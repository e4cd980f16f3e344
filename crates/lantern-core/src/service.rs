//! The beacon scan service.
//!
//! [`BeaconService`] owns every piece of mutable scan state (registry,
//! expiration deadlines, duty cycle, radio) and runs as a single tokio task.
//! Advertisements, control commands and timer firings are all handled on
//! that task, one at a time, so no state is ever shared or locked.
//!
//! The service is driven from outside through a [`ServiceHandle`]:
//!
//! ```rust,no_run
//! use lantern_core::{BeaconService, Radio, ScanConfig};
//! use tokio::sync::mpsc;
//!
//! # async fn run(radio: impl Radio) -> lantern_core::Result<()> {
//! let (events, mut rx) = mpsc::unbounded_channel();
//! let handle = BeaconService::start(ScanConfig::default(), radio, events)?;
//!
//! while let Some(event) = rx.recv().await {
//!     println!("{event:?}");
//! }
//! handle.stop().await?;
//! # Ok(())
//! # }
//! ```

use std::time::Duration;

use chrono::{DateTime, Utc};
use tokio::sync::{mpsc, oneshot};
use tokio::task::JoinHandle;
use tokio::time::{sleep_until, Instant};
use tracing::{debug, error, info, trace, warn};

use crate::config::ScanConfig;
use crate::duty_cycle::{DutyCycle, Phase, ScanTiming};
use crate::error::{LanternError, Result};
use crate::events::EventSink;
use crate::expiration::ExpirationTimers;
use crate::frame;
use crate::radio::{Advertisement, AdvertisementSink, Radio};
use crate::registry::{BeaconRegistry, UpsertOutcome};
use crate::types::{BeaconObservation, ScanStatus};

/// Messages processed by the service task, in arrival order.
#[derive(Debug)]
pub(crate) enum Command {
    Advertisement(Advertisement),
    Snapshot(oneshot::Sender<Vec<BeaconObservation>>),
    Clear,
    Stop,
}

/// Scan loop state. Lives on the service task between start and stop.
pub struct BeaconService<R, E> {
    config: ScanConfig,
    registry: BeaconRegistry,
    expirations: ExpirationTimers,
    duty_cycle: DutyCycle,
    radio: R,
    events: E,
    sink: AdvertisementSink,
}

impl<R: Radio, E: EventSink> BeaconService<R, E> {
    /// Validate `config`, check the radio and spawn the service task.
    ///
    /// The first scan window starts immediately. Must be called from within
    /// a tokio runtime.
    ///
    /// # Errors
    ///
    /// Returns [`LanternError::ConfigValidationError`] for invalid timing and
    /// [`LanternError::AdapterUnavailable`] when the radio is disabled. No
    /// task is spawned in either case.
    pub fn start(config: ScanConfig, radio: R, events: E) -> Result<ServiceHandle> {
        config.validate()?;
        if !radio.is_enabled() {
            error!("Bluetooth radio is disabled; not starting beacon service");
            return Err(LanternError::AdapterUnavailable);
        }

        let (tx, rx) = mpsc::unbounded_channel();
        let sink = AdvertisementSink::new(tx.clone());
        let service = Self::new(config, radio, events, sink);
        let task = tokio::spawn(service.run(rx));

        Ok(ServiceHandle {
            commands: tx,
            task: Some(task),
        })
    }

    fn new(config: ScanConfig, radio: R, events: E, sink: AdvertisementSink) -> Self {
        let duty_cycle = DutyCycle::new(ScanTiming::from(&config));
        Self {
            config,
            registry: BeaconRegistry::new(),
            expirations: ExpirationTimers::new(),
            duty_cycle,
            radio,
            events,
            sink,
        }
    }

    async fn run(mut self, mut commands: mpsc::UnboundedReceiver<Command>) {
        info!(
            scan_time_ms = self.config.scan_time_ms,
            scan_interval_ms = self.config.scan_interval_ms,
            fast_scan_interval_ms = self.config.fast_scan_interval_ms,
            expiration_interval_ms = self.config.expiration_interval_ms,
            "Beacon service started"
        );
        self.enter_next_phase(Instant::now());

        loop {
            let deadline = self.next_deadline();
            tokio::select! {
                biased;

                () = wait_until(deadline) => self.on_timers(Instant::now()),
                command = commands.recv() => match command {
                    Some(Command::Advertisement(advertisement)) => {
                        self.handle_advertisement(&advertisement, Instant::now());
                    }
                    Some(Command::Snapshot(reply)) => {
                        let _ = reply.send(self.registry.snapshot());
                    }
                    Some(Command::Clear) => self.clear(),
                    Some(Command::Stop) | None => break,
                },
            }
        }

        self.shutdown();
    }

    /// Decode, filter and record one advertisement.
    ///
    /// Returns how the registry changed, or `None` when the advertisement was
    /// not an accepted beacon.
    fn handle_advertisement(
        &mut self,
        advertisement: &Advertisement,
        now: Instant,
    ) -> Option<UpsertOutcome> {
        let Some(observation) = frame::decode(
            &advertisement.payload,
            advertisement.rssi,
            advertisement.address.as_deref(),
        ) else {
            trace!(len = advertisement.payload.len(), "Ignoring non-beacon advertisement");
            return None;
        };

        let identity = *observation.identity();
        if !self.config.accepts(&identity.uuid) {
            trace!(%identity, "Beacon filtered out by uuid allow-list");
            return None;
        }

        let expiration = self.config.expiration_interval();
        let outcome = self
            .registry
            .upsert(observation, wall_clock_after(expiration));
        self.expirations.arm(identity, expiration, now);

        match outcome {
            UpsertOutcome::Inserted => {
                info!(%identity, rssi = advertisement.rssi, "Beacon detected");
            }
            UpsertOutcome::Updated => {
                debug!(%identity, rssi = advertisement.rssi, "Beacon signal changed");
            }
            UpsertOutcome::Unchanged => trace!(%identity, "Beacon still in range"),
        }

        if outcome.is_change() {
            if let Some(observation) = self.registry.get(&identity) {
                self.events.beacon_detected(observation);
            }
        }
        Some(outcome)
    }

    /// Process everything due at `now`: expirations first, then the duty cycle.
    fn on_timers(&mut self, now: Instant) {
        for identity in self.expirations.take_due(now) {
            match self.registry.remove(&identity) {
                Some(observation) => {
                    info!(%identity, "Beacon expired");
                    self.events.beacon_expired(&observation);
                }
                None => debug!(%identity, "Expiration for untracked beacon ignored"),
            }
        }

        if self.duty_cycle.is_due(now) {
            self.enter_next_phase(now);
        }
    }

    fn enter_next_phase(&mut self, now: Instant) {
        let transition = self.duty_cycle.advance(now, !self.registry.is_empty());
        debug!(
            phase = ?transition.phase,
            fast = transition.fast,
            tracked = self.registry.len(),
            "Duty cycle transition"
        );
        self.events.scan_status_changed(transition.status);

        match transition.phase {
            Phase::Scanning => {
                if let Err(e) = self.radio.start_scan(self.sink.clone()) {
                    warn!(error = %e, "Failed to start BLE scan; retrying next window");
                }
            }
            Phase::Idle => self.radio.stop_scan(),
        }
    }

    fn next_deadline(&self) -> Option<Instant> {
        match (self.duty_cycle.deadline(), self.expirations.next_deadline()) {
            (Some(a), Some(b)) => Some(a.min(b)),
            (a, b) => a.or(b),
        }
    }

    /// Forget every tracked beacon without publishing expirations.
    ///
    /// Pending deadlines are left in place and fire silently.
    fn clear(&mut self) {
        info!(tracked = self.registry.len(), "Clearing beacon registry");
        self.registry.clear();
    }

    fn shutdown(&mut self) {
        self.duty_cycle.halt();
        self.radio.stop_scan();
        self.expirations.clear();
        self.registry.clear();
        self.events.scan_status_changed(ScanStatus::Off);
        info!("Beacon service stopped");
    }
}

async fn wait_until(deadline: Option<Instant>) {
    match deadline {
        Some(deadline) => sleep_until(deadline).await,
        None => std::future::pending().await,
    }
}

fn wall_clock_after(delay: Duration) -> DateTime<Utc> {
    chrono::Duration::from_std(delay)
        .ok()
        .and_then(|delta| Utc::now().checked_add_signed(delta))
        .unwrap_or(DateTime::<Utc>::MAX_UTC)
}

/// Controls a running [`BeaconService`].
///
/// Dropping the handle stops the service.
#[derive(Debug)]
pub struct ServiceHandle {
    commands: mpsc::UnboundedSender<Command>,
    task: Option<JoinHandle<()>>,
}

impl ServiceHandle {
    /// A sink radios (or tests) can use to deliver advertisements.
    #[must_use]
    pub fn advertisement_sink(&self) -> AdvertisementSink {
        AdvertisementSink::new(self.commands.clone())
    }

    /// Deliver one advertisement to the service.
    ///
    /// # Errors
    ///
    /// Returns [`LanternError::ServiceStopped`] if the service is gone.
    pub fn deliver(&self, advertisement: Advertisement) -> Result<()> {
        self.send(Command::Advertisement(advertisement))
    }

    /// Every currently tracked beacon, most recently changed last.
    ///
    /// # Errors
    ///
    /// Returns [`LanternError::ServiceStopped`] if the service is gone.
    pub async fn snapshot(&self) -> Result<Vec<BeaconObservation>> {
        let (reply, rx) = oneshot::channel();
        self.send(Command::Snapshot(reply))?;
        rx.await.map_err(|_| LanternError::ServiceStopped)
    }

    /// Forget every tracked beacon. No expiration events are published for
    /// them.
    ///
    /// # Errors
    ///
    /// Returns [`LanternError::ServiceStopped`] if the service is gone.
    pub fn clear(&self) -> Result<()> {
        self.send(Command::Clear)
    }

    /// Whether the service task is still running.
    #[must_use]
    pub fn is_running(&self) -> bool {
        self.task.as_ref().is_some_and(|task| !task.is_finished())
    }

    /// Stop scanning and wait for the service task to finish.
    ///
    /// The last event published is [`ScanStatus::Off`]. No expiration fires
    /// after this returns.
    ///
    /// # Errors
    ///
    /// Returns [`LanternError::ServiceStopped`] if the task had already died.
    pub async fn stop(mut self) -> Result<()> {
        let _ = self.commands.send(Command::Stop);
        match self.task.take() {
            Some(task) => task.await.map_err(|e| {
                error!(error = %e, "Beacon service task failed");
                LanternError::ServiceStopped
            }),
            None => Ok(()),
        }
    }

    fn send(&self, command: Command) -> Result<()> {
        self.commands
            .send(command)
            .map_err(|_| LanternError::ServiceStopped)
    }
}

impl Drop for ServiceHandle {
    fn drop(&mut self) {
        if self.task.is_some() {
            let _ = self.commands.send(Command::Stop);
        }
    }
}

::::

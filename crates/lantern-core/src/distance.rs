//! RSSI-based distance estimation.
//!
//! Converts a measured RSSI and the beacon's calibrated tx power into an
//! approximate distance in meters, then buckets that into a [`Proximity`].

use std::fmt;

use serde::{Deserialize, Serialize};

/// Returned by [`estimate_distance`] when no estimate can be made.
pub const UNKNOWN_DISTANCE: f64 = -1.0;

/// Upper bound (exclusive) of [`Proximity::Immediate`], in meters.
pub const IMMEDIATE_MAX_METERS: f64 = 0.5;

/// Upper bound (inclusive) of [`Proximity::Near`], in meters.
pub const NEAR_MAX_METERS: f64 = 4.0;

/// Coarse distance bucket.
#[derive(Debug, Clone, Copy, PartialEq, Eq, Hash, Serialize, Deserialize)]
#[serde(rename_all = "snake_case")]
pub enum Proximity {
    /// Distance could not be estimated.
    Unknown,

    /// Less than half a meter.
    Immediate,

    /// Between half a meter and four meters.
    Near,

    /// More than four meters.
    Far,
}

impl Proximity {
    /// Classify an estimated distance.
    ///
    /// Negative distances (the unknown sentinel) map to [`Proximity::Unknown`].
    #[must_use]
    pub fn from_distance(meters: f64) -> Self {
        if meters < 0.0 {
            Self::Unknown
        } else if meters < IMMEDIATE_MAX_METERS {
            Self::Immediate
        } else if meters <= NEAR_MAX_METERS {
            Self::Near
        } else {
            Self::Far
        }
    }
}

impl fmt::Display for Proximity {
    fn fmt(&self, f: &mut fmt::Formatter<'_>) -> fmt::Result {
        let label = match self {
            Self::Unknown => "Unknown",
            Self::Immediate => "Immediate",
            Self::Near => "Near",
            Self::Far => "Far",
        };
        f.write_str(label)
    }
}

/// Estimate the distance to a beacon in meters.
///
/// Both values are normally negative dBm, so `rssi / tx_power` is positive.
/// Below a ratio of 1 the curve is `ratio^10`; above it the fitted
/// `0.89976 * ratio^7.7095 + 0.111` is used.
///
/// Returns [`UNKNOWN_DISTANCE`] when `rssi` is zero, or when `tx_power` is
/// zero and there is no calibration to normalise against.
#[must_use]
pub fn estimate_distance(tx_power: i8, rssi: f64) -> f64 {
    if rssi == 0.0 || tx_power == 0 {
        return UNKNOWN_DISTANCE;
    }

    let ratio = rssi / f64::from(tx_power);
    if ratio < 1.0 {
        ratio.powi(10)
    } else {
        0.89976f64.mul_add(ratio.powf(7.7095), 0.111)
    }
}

::::

What this task involves: Starting at the line above that contains "invalid timing and", write out each line exactly until the line that contains "command = commands.recv()" has been written, and stop there.

Response to this task:
    /// Returns [`LanternError::ConfigValidationError`] for invalid timing and
    /// [`LanternError::AdapterUnavailable`] when the radio is disabled. No
    /// task is spawned in either case.
    pub fn start(config: ScanConfig, radio: R, events: E) -> Result<ServiceHandle> {
        config.validate()?;
        if !radio.is_enabled() {
            error!("Bluetooth radio is disabled; not starting beacon service");
            return Err(LanternError::AdapterUnavailable);
        }

        let (tx, rx) = mpsc::unbounded_channel();
        let sink = AdvertisementSink::new(tx.clone());
        let service = Self::new(config, radio, events, sink);
        let task = tokio::spawn(service.run(rx));

        Ok(ServiceHandle {
            commands: tx,
            task: Some(task),
        })
    }

    fn new(config: ScanConfig, radio: R, events: E, sink: AdvertisementSink) -> Self {
        let duty_cycle = DutyCycle::new(ScanTiming::from(&config));
        Self {
            config,
            registry: BeaconRegistry::new(),
            expirations: ExpirationTimers::new(),
            duty_cycle,
            radio,
            events,
            sink,
        }
    }

    async fn run(mut self, mut commands: mpsc::UnboundedReceiver<Command>) {
        info!(
            scan_time_ms = self.config.scan_time_ms,
            scan_interval_ms = self.config.scan_interval_ms,
            fast_scan_interval_ms = self.config.fast_scan_interval_ms,
            expiration_interval_ms = self.config.expiration_interval_ms,
            "Beacon service started"
        );
        self.enter_next_phase(Instant::now());

        loop {
            let deadline = self.next_deadline();
            tokio::select! {
                biased;

                () = wait_until(deadline) => self.on_timers(Instant::now()),
                command = commands.recv() => match command {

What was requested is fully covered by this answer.